Sulforaphane modulates some stress parameters in TPT-exposed Cyprinus carpio in relation to liver metabolome.

This study aimed to investigate the protective effect of sulforaphane (SFN) on liver injury induced by triphenyltin (TPT) in Cyprinus carpio (C. carpio). The fish (average weight of 56.9±0.4 g) were divided into 4 groups with four replicates: the control, TPT, SFN+TPT and SFN groups. Twenty fish were selected from each tank and cultured for 8 weeks. Then, serum and liver samples were collected for physiological, biochemical and metabolomic analyses. In the present study, TPT downregulated the expression of the lysozyme gene, upregulated HSP70 and Hsp90 gene expression, and decreased the activities of serum antioxidant enzymes (SOD, CAT, and GPX). However, dietary SFN alleviated oxidative stress, and prevented changes in immune genes.
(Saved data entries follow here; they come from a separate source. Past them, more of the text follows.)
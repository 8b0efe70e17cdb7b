
use std::path::PathBuf;

use anyhow::{bail, Result};
use gumdrop::Options;

use crate::image;


#[derive(Options)]
pub struct Args {

	#[options(help_flag)]
	help: bool,

	/// the image file to describe
	#[options(free, required, parse(try_from_str))]
	path: PathBuf
}


pub fn run(args: Args) -> Result<()> {

	let info = image::image_info(&args.path);
	if !info.exists {
		bail!("File not found: {}", args.path.to_string_lossy());
	}

	println!("Path:       {}", info.path.to_string_lossy());
	println!("Size:       {} bytes", info.size_bytes);
	println!("Valid TIFF: {}", info.valid_tiff);
	if let Some(details) = &info.details {
		println!("Dimensions: {}x{}", details.width, details.height);
		println!("Frames:     {}", details.frames);
		println!("Color type: {}", details.color_type);
	}
	if let Some(error) = &info.error {
		println!("Unreadable: {}", error);
	}

	Ok(())
}

use std::str::FromStr;

use anyhow::{bail, Result};
use serde_json::{json, Map, Value};

use crate::config::Config;


pub const PIXEL_SIZE: &'static str = "pixel_size";
pub const GAIN: &'static str = "gain";
pub const OFFSET: &'static str = "offset";
pub const PROCESSING_METHOD: &'static str = "processing_method";
pub const LOCALIZATION_METHOD: &'static str = "localization_method";
pub const SIGMA: &'static str = "sigma";
pub const FITTING_RADIUS: &'static str = "fitting_radius";
pub const CREATE_RECONSTRUCTED_IMAGE: &'static str = "create_reconstructed_image";


/// The settings for one analysis call: configured defaults plus per-call overrides.
#[derive(Debug, Clone, PartialEq)]
pub struct AnalysisParams {
	values: Map<String,Value>
}

impl AnalysisParams {

	pub fn from_config(config: &Config) -> Self {
		Self {
			values: config.default_parameters()
		}
	}

	pub fn from_values(values: Map<String,Value>) -> Self {
		Self {
			values
		}
	}

	/// Shallow override: matching keys are replaced, unknown keys are simply added.
	pub fn apply(&mut self, overrides: &Map<String,Value>) {
		for (key, value) in overrides {
			self.values.insert(key.clone(), value.clone());
		}
	}

	pub fn set(&mut self, key: impl Into<String>, value: impl Into<Value>) {
		self.values.insert(key.into(), value.into());
	}

	pub fn values(&self) -> &Map<String,Value> {
		&self.values
	}

	/// The value for the key, falling back to the built-in default when the configuration lacks it.
	pub fn get(&self, key: &str) -> Value {
		self.values.get(key)
			.cloned()
			.unwrap_or_else(|| builtin_default(key))
	}

	pub fn create_reconstructed_image(&self) -> bool {
		match self.get(CREATE_RECONSTRUCTED_IMAGE) {
			Value::Bool(b) => b,
			Value::String(s) => !matches!(s.to_lowercase().as_str(), "false" | "no" | "0" | ""),
			Value::Number(n) => n.as_f64() != Some(0.0),
			Value::Null => false,
			_ => true
		}
	}
}


fn builtin_default(key: &str) -> Value {
	match key {
		PIXEL_SIZE | GAIN | OFFSET => json!(100.0),
		PROCESSING_METHOD => json!("Wavelet filter (B-Spline)"),
		LOCALIZATION_METHOD => json!("PSF: Integrated Gaussian"),
		SIGMA => json!(1.6),
		FITTING_RADIUS => json!(3),
		CREATE_RECONSTRUCTED_IMAGE => json!(true),
		_ => Value::Null
	}
}


/// A `key=value` parameter override from the command line.
/// Values that parse as JSON (numbers, booleans, ...) keep their type, anything else is a string.
#[derive(Debug, Clone, PartialEq)]
pub struct ParamOverride {
	pub key: String,
	pub value: Value
}

impl FromStr for ParamOverride {

	type Err = anyhow::Error;

	fn from_str(s: &str) -> Result<Self,Self::Err> {

		let Some((key, value)) = s.split_once('=')
			else { bail!("Expected KEY=VALUE, not: {}", s); };
		let key = key.trim();
		if key.is_empty() {
			bail!("Missing parameter name in: {}", s);
		}

		let value = serde_json::from_str::<Value>(value)
			.unwrap_or_else(|_| Value::String(value.to_string()));

		Ok(Self {
			key: key.to_string(),
			value
		})
	}
}


pub fn overrides_map(overrides: impl IntoIterator<Item=ParamOverride>) -> Map<String,Value> {
	overrides.into_iter()
		.map(|o| (o.key, o.value))
		.collect()
}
Metabolomic analysis revealed that TPT exposure changed key metabolites in the main phenylalanine, fatty acid and glycerophosphatide metabolic pathways, which are related to inflammation, oxidative stress and immunity and might also lead to an imbalance of liver energy and lipid metabolism. Dietary SFN promoted amino acid metabolism and increased metabolites related to immunity, anti-inflammation, antioxidation, and protein synthesis in liver of C. carpio. In summary, dietary SFN supplementation reversed TPT-induced decreases in immunity and oxidative stress and regulated amino acid metabolism, lipid metabolism, inflammation and immunity-related metabolic pathways. • Triphenyltin induced oxidative stress in liver of Cyprinus carpio. • Triphenyltin changed lipid and amino acid metabolism in liver of Cyprinus carpio. • Dietary sulforaphane alleviated TPT-induced liver immunosuppression and oxidative stress. • DIetary sulforaphane regulated liver metabolism to relieve the toxic effects of triphenyltin. [ABSTRACT FROM AUTHOR]